Released Taliban hostage sergeant Bowe Bergdahl has arrived at a Texas military base after his stay in a hospital in Germany to continue his "reintegration mission".

Bergdahl, 28, is to be taken to a military medical facility where he will be reunited with his family, according to officials.

"Our first priority is making sure that sgt Bergdahl continues to get the care and support he needs," Pentagon press secretary Rear Adm John Kirby said in a statement.

The sergeant went missing in unknown circumstances in June 2009. Some US officials have claimed that he was captured after walking away from his unit.
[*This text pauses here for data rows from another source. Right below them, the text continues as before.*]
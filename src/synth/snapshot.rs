//! Captured lock state of the synthesizer.
//!
//! A snapshot records, per channel, which controllers and presets the user
//! locked and at what values. It can be restored onto a live processor or
//! baked into a file with [`crate::midi::apply_snapshot_to_midi`].

use super::controllers::{reset_table, CONTROLLER_COUNT};
use super::sysex::SystemMode;
use serde::{Deserialize, Serialize};
use std::fs;
use std::path::Path;
use thiserror::Error;

/// Errors from snapshot persistence.
#[derive(Debug, Error)]
pub enum SnapshotError {
    #[error("Snapshot file error: {0}")]
    Io(#[from] std::io::Error),

    #[error("Invalid snapshot JSON: {0}")]
    Json(#[from] serde_json::Error),

    #[error("Invalid binary snapshot: {0}")]
    Bincode(#[from] bincode::Error),
}

/// Lock state of one channel.
#[derive(Debug, Clone, PartialEq, Serialize, Deserialize)]
pub struct ChannelSnapshot {
    /// Global channel index (port * 16 + channel).
    pub channel: usize,

    /// Program, bank and drum flag are frozen.
    pub lock_preset: bool,

    pub bank: u16,

    pub program: u8,

    pub drum_channel: bool,

    /// One flag per controller.
    pub locked_controllers: Vec<bool>,

    /// 14-bit controller values (`value << 7`).
    pub controllers: Vec<u16>,
}

impl ChannelSnapshot {
    /// An unlocked channel in its reset state.
    pub fn unlocked(channel: usize) -> Self {
        Self {
            channel,
            lock_preset: false,
            bank: 0,
            program: 0,
            drum_channel: channel % 16 == 9,
            locked_controllers: vec![false; CONTROLLER_COUNT],
            controllers: reset_table().to_vec(),
        }
    }

    /// Whether a controller is locked. Missing entries count as unlocked.
    pub fn is_locked(&self, cc: u8) -> bool {
        self.locked_controllers
            .get(cc as usize)
            .copied()
            .unwrap_or(false)
    }

    /// Coarse (7-bit) value of a controller.
    pub fn controller_value(&self, cc: u8) -> u8 {
        let value = self.controllers.get(cc as usize).copied().unwrap_or(0);
        (value >> 7) as u8
    }

    /// Locks a controller at a 7-bit value.
    pub fn lock_controller(&mut self, cc: u8, value: u8) {
        let index = (cc & 0x7F) as usize;
        if self.locked_controllers.len() < CONTROLLER_COUNT {
            self.locked_controllers.resize(CONTROLLER_COUNT, false);
        }
        if self.controllers.len() < CONTROLLER_COUNT {
            self.controllers.resize(CONTROLLER_COUNT, 0);
        }
        self.locked_controllers[index] = true;
        self.controllers[index] = ((value & 0x7F) as u16) << 7;
    }

    /// Locks the preset at the given bank and program.
    pub fn lock_preset(&mut self, bank: u16, program: u8, drums: bool) {
        self.lock_preset = true;
        self.bank = bank;
        self.program = program & 0x7F;
        self.drum_channel = drums;
    }

    /// Controllers that are locked, in ascending order.
    pub fn locked(&self) -> impl Iterator<Item = u8> + '_ {
        self.locked_controllers
            .iter()
            .enumerate()
            .filter(|(_, &locked)| locked)
            .map(|(cc, _)| cc as u8)
    }

    /// True when nothing on this channel is locked.
    pub fn is_empty(&self) -> bool {
        !self.lock_preset && self.locked().next().is_none()
    }
}

/// Lock state of the whole synthesizer.
#[derive(Debug, Clone, PartialEq, Serialize, Deserialize)]
pub struct SynthSnapshot {
    pub channels: Vec<ChannelSnapshot>,

    #[serde(default)]
    pub system: SystemMode,

    #[serde(default = "default_master_volume")]
    pub master_volume: f32,

    #[serde(default)]
    pub master_pan: f32,
}

fn default_master_volume() -> f32 {
    1.0
}

impl SynthSnapshot {
    /// Saves the snapshot as pretty-printed JSON.
    ///
    /// # Errors
    ///
    /// Returns error if serialization or file writing fails
    pub fn save_json<P: AsRef<Path>>(&self, path: P) -> Result<(), SnapshotError> {
        let json = serde_json::to_string_pretty(self)?;
        fs::write(path, json)?;
        Ok(())
    }

    /// Loads a snapshot from a JSON file.
    ///
    /// # Errors
    ///
    /// Returns error if file reading or parsing fails
    pub fn load_json<P: AsRef<Path>>(path: P) -> Result<Self, SnapshotError> {
        let json = fs::read_to_string(path)?;
        Ok(serde_json::from_str(&json)?)
    }

    /// Saves the snapshot in binary form.
    pub fn save_binary<P: AsRef<Path>>(&self, path: P) -> Result<(), SnapshotError> {
        let data = bincode::serialize(self)?;
        fs::write(path, data)?;
        Ok(())
    }

    /// Loads a binary snapshot.
    pub fn load_binary<P: AsRef<Path>>(path: P) -> Result<Self, SnapshotError> {
        let data = fs::read(path)?;
        Ok(bincode::deserialize(&data)?)
    }

    /// Loads either format, choosing by extension (`.json` is JSON, anything else binary).
    pub fn load<P: AsRef<Path>>(path: P) -> Result<Self, SnapshotError> {
        let is_json = path
            .as_ref()
            .extension()
            .is_some_and(|ext| ext.eq_ignore_ascii_case("json"));
        if is_json {
            Self::load_json(path)
        } else {
            Self::load_binary(path)
        }
    }
}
The swap of Bergdahl for the release of five Taliban leaders has drawn criticism for emboldening those who see value in kidnapping American targets.

Republican senator Ted Cruz, on ABC's This Week programme, asked: "What does this tell terrorists?

"That if you capture a US soldier, you can trade that soldier for five terrorist prisoners."

Afghan Taliban prisoner swap deal
US soldier held by the Taliban has arrived at a Texas military base.Reuters

The US army is allegedly preparing a full high-level inquiry into the released Taliban hostage's disappearance and his personal conduct.

The military is to investigate the circumstances which resulted in the deaths of six soldiers -- all colleagues of Bergdahl's -- who died during the search for the missing sergeant.

A letter sent from the sergeant to his family while in captivity was published this week by The Daily Beast, offering an insight into his reasons for abandoning his post.

"Leadership was lacking, if not non-existent" at the Afghanistan post, Bergdahl wrote in the letter, sent via the International Red Cross, dated March 23, 2013.

"The conditions were bad and looked to be getting worse for the men that where actuly (sic) the ones risking thier (sic) lives from attack.

"The cercomstance (sic) showed signs of going from bad into a nightmare for the men in the field," he wrote.

"Unexeptable (sic) conditions for the men working and risking life every moment outside the wire."